Background: Large language models (LLMs) like ChatGPT are increasingly being explored for medical applications. However, their reliability in providing medication advice for patients with complex clinical situations, particularly those with multiple comorbidities, remains uncertain and under-investigated. This study aimed to systematically evaluate the performance, consistency, and safety of ChatGPT in generating medication recommendations for complex cardiovascular disease (CVD) scenarios. Methods: In this simulation-based study (21 January–1 February 2024), ChatGPT 3.5 and 4.0 were prompted 10 times for each of 25 scenarios, representing five common CVDs paired with five major comorbidities. A panel of five cardiologists independently classified each unique drug recommendation as “high priority” or “low priority”. Key metrics included physician approval rates, the proportion of high-priority recommendations, response consistency (Jaccard similarity index), and error pattern analysis. Statistical comparisons were made using Z-tests, chi-square tests, and Wilcoxon Signed-Rank tests.
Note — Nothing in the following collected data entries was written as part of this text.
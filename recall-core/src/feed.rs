//! Fetching a feed and turning it into a finished week view.
//!
//! The feed is read through a [`LineBoundedBuffer`], so a hostile or endless
//! body is abandoned as soon as it crosses the line ceiling and no parsing
//! happens in that case.

use std::io::BufRead;
use std::path::Path;
use std::time::Duration;

use chrono::NaiveDate;
use chrono_tz::Tz;
use icalendar::parser::{Calendar, read_calendar, unfold};

use crate::constants::{DEFAULT_TIMEOUT_SECS, MAX_BYTES_PER_LINE, MAX_LINES};
use crate::error::{RecallError, RecallResult};
use crate::overlap;
use crate::ruler::Ruler;
use crate::time::parse_timezone;
use crate::week::Week;

/// Tunables for [`FeedLoader`].
#[derive(Debug, Clone)]
pub struct FeedOptions {
    pub max_lines: usize,
    pub timeout: Duration,
}

impl Default for FeedOptions {
    fn default() -> Self {
        FeedOptions {
            max_lines: MAX_LINES,
            timeout: Duration::from_secs(DEFAULT_TIMEOUT_SECS),
        }
    }
}

/// Outcome of a bounded read.
#[derive(Debug, Clone, PartialEq)]
pub enum BoundedText {
    Complete(String),
    OverLimit { max_lines: usize },
}

impl BoundedText {
    pub fn into_text(self) -> RecallResult<String> {
        match self {
            BoundedText::Complete(text) => Ok(text),
            BoundedText::OverLimit { max_lines } => Err(RecallError::FeedTooLarge { max_lines }),
        }
    }
}

/// Accumulates raw bytes while counting lines, refusing anything past `max_lines`
/// or past `max_lines * MAX_BYTES_PER_LINE` bytes.
#[derive(Debug)]
pub struct LineBoundedBuffer {
    max_lines: usize,
    max_bytes: usize,
    bytes: Vec<u8>,
    newlines: usize,
}

impl LineBoundedBuffer {
    pub fn new(max_lines: usize) -> Self {
        LineBoundedBuffer {
            max_lines,
            max_bytes: max_lines.saturating_mul(MAX_BYTES_PER_LINE),
            bytes: Vec::new(),
            newlines: 0,
        }
    }

    /// Append a chunk. Returns `false` once the ceiling has been crossed;
    /// the caller should stop reading then.
    pub fn push(&mut self, chunk: &[u8]) -> bool {
        if self.is_over_limit() {
            return false;
        }

        self.newlines += chunk.iter().filter(|&&b| b == b'\n').count();
        self.bytes.extend_from_slice(chunk);

        !self.is_over_limit()
    }

    /// Lines seen so far, counting an unterminated last line.
    pub fn lines(&self) -> usize {
        let partial = self.bytes.last().is_some_and(|&b| b != b'\n');
        self.newlines + usize::from(partial)
    }

    fn is_over_limit(&self) -> bool {
        self.lines() > self.max_lines || self.bytes.len() > self.max_bytes
    }

    pub fn finish(self) -> BoundedText {
        if self.is_over_limit() {
            BoundedText::OverLimit {
                max_lines: self.max_lines,
            }
        } else {
            BoundedText::Complete(String::from_utf8_lossy(&self.bytes).into_owned())
        }
    }
}

/// Read `reader` to the end or until it exceeds `max_lines`, whichever comes first.
pub fn read_bounded<R: BufRead>(mut reader: R, max_lines: usize) -> RecallResult<BoundedText> {
    let mut buffer = LineBoundedBuffer::new(max_lines);

    loop {
        let chunk = reader.fill_buf()?;
        if chunk.is_empty() {
            break;
        }
        let len = chunk.len();
        let within = buffer.push(chunk);
        reader.consume(len);

        if !within {
            break;
        }
    }

    Ok(buffer.finish())
}

/// The hour ruler together with a laid-out week.
#[derive(Debug, Clone)]
pub struct WeekView {
    pub ruler: Ruler,
    pub week: Week,
}

/// Loads a feed and lays out one week of it.
pub struct FeedLoader {
    options: FeedOptions,
    http: reqwest::Client,
}

impl FeedLoader {
    pub fn new(options: FeedOptions) -> RecallResult<Self> {
        let http = reqwest::Client::builder()
            .user_agent(concat!("recall/", env!("CARGO_PKG_VERSION")))
            .timeout(options.timeout)
            .build()
            .map_err(|e| RecallError::Fetch(e.to_string()))?;

        Ok(FeedLoader { options, http })
    }

    pub fn options(&self) -> &FeedOptions {
        &self.options
    }

    /// Fetch `url` and lay out the week starting at `start`.
    ///
    /// `tz_override` must be an IANA name when given; otherwise the feed's
    /// X-WR-TIMEZONE is used, falling back to UTC.
    pub async fn load(
        &self,
        url: &str,
        start: NaiveDate,
        tz_override: Option<&str>,
    ) -> RecallResult<WeekView> {
        let tz = tz_override.map(parse_timezone).transpose()?;
        let text = self.fetch(url).await?;
        build_view(&text, start, tz)
    }

    /// Same as [`Self::load`] for a feed stored on disk.
    pub fn load_file(
        &self,
        path: &Path,
        start: NaiveDate,
        tz_override: Option<&str>,
    ) -> RecallResult<WeekView> {
        let tz = tz_override.map(parse_timezone).transpose()?;
        let file = std::fs::File::open(path)?;
        let text = read_bounded(std::io::BufReader::new(file), self.options.max_lines)?.into_text()?;
        build_view(&text, start, tz)
    }

    async fn fetch(&self, url: &str) -> RecallResult<String> {
        let url = match url.strip_prefix("webcal://") {
            Some(rest) => format!("https://{rest}"),
            None => url.to_string(),
        };

        let mut response = self
            .http
            .get(&url)
            .send()
            .await
            .map_err(|e| RecallError::Fetch(e.to_string()))?;

        if !response.status().is_success() {
            return Err(RecallError::Fetch(format!(
                "HTTP {} from {}",
                response.status(),
                url
            )));
        }

        let mut buffer = LineBoundedBuffer::new(self.options.max_lines);
        while let Some(chunk) = response
            .chunk()
            .await
            .map_err(|e| RecallError::Fetch(e.to_string()))?
        {
            if !buffer.push(&chunk) {
                tracing::warn!(url = %url, max_lines = self.options.max_lines, "Feed too large, aborting download");
                break;
            }
        }

        buffer.finish().into_text()
    }
}

/// Parse feed text and lay out the week starting at `start`.
pub fn build_view(text: &str, start: NaiveDate, tz: Option<Tz>) -> RecallResult<WeekView> {
    Ok(WeekView {
        ruler: Ruler::new(),
        week: build_week(text, start, tz)?,
    })
}

/// Parse feed text, add every VEVENT to a week in `tz` (or the feed's own
/// zone), then resolve overlaps.
pub fn build_week(text: &str, start: NaiveDate, tz: Option<Tz>) -> RecallResult<Week> {
    let unfolded = unfold(text);
    let calendar = read_calendar(&unfolded).map_err(|e| RecallError::FeedParse(e.to_string()))?;

    if calendar.properties.is_empty() && calendar.components.is_empty() {
        return Err(RecallError::FeedParse("no calendar data".to_string()));
    }

    let tz = tz.unwrap_or_else(|| calendar_timezone(&calendar));
    let mut week = Week::new(start, tz)?;

    for vevent in calendar.components.iter().filter(|c| c.name == "VEVENT") {
        week.add_event(vevent)?;
    }

    overlap::resolve(&mut week);

    tracing::info!(
        start = %start,
        timezone = %tz,
        events = week.events().len(),
        rows = week.days().iter().map(|d| d.rows.len()).sum::<usize>(),
        "Week laid out"
    );

    Ok(week)
}

/// The feed's declared default timezone, or UTC.
fn calendar_timezone(calendar: &Calendar) -> Tz {
    let declared = calendar
        .properties
        .iter()
        .find(|p| p.name == "X-WR-TIMEZONE")
        .map(|p| p.val.to_string());

    match declared.as_deref().map(parse_timezone) {
        Some(Ok(tz)) => tz,
        Some(Err(_)) => {
            tracing::debug!(declared = ?declared, "Unrecognized X-WR-TIMEZONE, using UTC");
            Tz::UTC
        }
        None => Tz::UTC,
    }
}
Results: The overall physician approval rate for GPT-4 (86.90%) was modestly but significantly higher than that for GPT-3.5 (85.06%; p = 0.0476) based on aggregated data. However, a more rigorous paired-scenario analysis of high-priority recommendations revealed no statistically significant difference between the models (p = 0.407), indicating the advantage is not systematic. A chi-square test confirmed significant differences in error patterns (p < 0.001); notably, GPT-4 more frequently recommended contraindicated drugs in high-risk scenarios. Inter-model consistency was low (mean Jaccard index = 0.42), showing the models often provide different advice. Conclusions: While demonstrating high overall physician approval rates, current LLMs exhibit inconsistent performance and pose significant safety risks when providing medication advice for complex CVD cases. Their reliability does not yet meet the standards for autonomous clinical application. Future work must focus on leveraging real-world data for validation and developing domain-specific, fine-tuned models to enhance safety and accuracy. Until then, vigilant professional oversight is indispensable.